Ropac’s first exhibition of recent work by Casteel will happen in its London house in April, adopted by her first solo present in Europe at its Paris gallery subsequent 12 months. Casteel was beforehand represented by Massimo de Carlo gallery, which she joined in 2021 and the place she had an acclaimed solo present, There’s a Season, in its London premises throughout Frieze week in October of that 12 months.
Born in Denver, now dwelling and dealing in New York, Casteel takes inspiration from figurative painters akin to Alice Neel and the folks and communities during which she lives for her vibrant, large-scale works. As an alternative of asking her topics to pose inside a conventional studio, Casteel typically pictures them the place she encounters them, “assembly folks the place they’re versus asking them to enter my house”.
Jordan Casteel, Naima’s Present (Deon, Kym and Noah, 2023)

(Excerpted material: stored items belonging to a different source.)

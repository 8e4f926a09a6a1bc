use std::path::Path;
use std::sync::Arc;

use anyhow::Context;
use chksync_store::InMemoryObjectStore;
use chksync_sync::{AssetSource, ChecksumSynchronizer, LocalTransport, SyncConfig, SyncReport};
use chksync_tree::{CancellationToken, TreeConfig};
use colored::Colorize;
use serde_json::json;
use tracing::info;

use crate::build::{build_tree, BuiltTree, TreeSummary};
use crate::cli::*;
use crate::config::CliConfig;
use crate::diff::{diff_trees, Change, TreeDiff};
use crate::snapshot::Solution;

pub async fn run_command(cli: Cli) -> anyhow::Result<()> {
    let config = CliConfig::load(cli.config.as_deref())?;
    let cancel = CancellationToken::new();
    let on_ctrl_c = cancel.clone();
    tokio::spawn(async move {
        if tokio::signal::ctrl_c().await.is_ok() {
            on_ctrl_c.cancel();
        }
    });

    match cli.command {
        Command::Checksum(args) => cmd_checksum(args, &config, cli.format, &cancel).await,
        Command::Diff(args) => cmd_diff(args, &config, cli.format, &cancel).await,
        Command::Sync(args) => cmd_sync(args, config, cli.format, &cancel).await,
        Command::Config => cmd_config(&config, cli.format),
    }
}

async fn load_and_build(
    path: &Path,
    config: &TreeConfig,
    cancel: &CancellationToken,
) -> anyhow::Result<BuiltTree> {
    let solution = Solution::load(path)?;
    info!(
        root = %solution.root.display(),
        documents = solution.document_count(),
        "loaded snapshot"
    );
    build_tree(solution, config.clone(), cancel)
        .await
        .with_context(|| format!("building checksum tree for {}", path.display()))
}

fn summary_json(summary: &TreeSummary) -> serde_json::Value {
    let projects: serde_json::Map<String, serde_json::Value> = summary
        .projects
        .iter()
        .map(|(name, project)| {
            let documents: serde_json::Map<String, serde_json::Value> = project
                .documents
                .iter()
                .map(|(path, c)| (path.clone(), json!(c.to_hex())))
                .collect();
            let value = json!({ "checksum": project.checksum.to_hex(), "documents": documents });
            (name.clone(), value)
        })
        .collect();
    json!({ "solution": summary.solution.to_hex(), "projects": projects })
}

async fn cmd_checksum(
    args: ChecksumArgs,
    config: &CliConfig,
    format: OutputFormat,
    cancel: &CancellationToken,
) -> anyhow::Result<()> {
    let built = load_and_build(&args.path, &config.tree, cancel).await?;
    let summary = &built.summary;

    if format == OutputFormat::Json {
        println!("{}", serde_json::to_string_pretty(&summary_json(summary))?);
        return Ok(());
    }

    println!("{} {}", "solution".bold(), summary.solution.to_hex().yellow());
    println!(
        "  {} projects, {} documents",
        summary.projects.len(),
        summary.document_count()
    );
    for (name, project) in &summary.projects {
        println!(
            "  {} {} ({} documents)",
            project.checksum.short_hex().yellow(),
            name.bold(),
            project.documents.len()
        );
        if args.documents {
            for (path, checksum) in &project.documents {
                println!("    {} {}", checksum.short_hex().dimmed(), path);
            }
        }
    }
    Ok(())
}

async fn cmd_diff(
    args: DiffArgs,
    config: &CliConfig,
    format: OutputFormat,
    cancel: &CancellationToken,
) -> anyhow::Result<()> {
    let old = load_and_build(&args.old, &config.tree, cancel).await?;
    let new = load_and_build(&args.new, &config.tree, cancel).await?;
    let diff = diff_trees(&old.summary, &new.summary);

    if format == OutputFormat::Json {
        let changes: Vec<_> = diff
            .changes
            .iter()
            .map(|c| json!({ "change": c.label(), "path": c.path() }))
            .collect();
        let value = json!({
            "old": old.summary.solution.to_hex(),
            "new": new.summary.solution.to_hex(),
            "changes": changes,
            "unchanged_projects": diff.unchanged_projects,
            "unchanged_documents": diff.unchanged_documents,
        });
        println!("{}", serde_json::to_string_pretty(&value)?);
        return Ok(());
    }

    print_diff(&diff);
    Ok(())
}

fn print_diff(diff: &TreeDiff) {
    if diff.is_empty() {
        println!("{} Snapshots are identical.", "✓".green().bold());
        return;
    }
    for change in &diff.changes {
        let marker = match change {
            Change::Added(_) => "A".green(),
            Change::Removed(_) => "D".red(),
            Change::Modified(_) => "M".yellow(),
        };
        println!("{marker} {}", change.path());
    }
    println!(
        "{} changed, {} unchanged projects skipped, {} unchanged documents",
        diff.changes.len().to_string().bold(),
        diff.unchanged_projects,
        diff.unchanged_documents
    );
}

/// Peer holds `old`; host now serves `new`. Reports what the second sync
/// transferred against a full transfer of `new`.
async fn cmd_sync(
    args: SyncArgs,
    mut config: CliConfig,
    format: OutputFormat,
    cancel: &CancellationToken,
) -> anyhow::Result<()> {
    if let Some(batch_size) = args.batch_size {
        anyhow::ensure!(batch_size > 0, "--batch-size must be at least 1");
        config.sync.batch_size = batch_size;
    }
    let old = load_and_build(&args.old, &config.tree, cancel).await?;
    let new = load_and_build(&args.new, &config.tree, cancel).await?;

    let peer = Arc::new(InMemoryObjectStore::new());
    pull(&old, Arc::clone(&peer), &config.sync).await?;
    let delta = pull(&new, Arc::clone(&peer), &config.sync).await?;
    let full = pull(&new, Arc::new(InMemoryObjectStore::new()), &config.sync).await?;

    if format == OutputFormat::Json {
        let value = json!({
            "root": delta.root.to_hex(),
            "objects_received": delta.objects_received,
            "bytes_received": delta.bytes_received,
            "objects_reused": delta.objects_reused,
            "requests": delta.requests,
            "full_bytes": full.bytes_received,
        });
        println!("{}", serde_json::to_string_pretty(&value)?);
        return Ok(());
    }

    if delta.is_up_to_date() {
        println!("{} Peer is up to date.", "✓".green().bold());
        return Ok(());
    }
    println!("Synchronized {}", delta.root.short_hex().yellow());
    println!("  Objects received: {}", delta.objects_received.to_string().bold());
    println!("  Objects reused: {}", delta.objects_reused);
    println!("  Requests: {}", delta.requests);
    println!(
        "  Bytes: {} of {} for a full transfer ({})",
        delta.bytes_received.to_string().bold(),
        full.bytes_received,
        saved(delta.bytes_received, full.bytes_received).green()
    );
    Ok(())
}

async fn pull(
    host: &BuiltTree,
    store: Arc<InMemoryObjectStore>,
    config: &SyncConfig,
) -> anyhow::Result<SyncReport> {
    let source = AssetSource::new(Arc::clone(&host.tree), host.summary.solution)?;
    let transport = LocalTransport::new(Arc::new(source));
    let report = ChecksumSynchronizer::with_config(store, config.clone())
        .synchronize(&transport)
        .await?;
    Ok(report)
}

fn saved(delta: u64, full: u64) -> String {
    if full == 0 {
        return "nothing to transfer".into();
    }
    let percent = 100.0 * (full.saturating_sub(delta)) as f64 / full as f64;
    format!("{percent:.1}% saved")
}

fn cmd_config(config: &CliConfig, format: OutputFormat) -> anyhow::Result<()> {
    match format {
        OutputFormat::Text => print!("{}", config.to_toml()?),
        OutputFormat::Json => println!("{}", serde_json::to_string_pretty(config)?),
    }
    Ok(())
}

Picture: David Schulze. © Jordan Casteel. Courtesy Thaddaeus Ropac gallery
Portray, Casteel says, “turns into a instrument to get folks to see the multiplicity of ourselves: our unhappiness, our pleasure, our love, our loss, our moments of stillness, the moments that don’t get heard”. Her topics are key, however so is the method in drawing them out: “As sections of the portray start to construct, the load begins to inform the story, pulling and constructing, with fields of color on the canvas which are generally nearly topographical maps on anyone’s face or of their palms.”
Casteel’s work is included within the touring exhibition The Time is All the time Now: Artists Reframe the Black Determine, which opens subsequent month on the North Carolina Museum of Artwork, having travelled from London’s Nationwide Portrait Gallery (2024) and the Philadelphia Museum of Artwork (2024–25).
“Jordan Casteel stands out in her era of painters for her extraordinary acuteness of remark, and empathetic remedy of her topics,” says Thaddaeus Ropac, whose gallery now represents over 70 artists. “A magnetic sense of proximity and directness defines her painterly method, as she intimately captures their humanity and private spheres. She questions methods to be seen and methods to characterize, reflecting on interconnectedness, belonging and id.”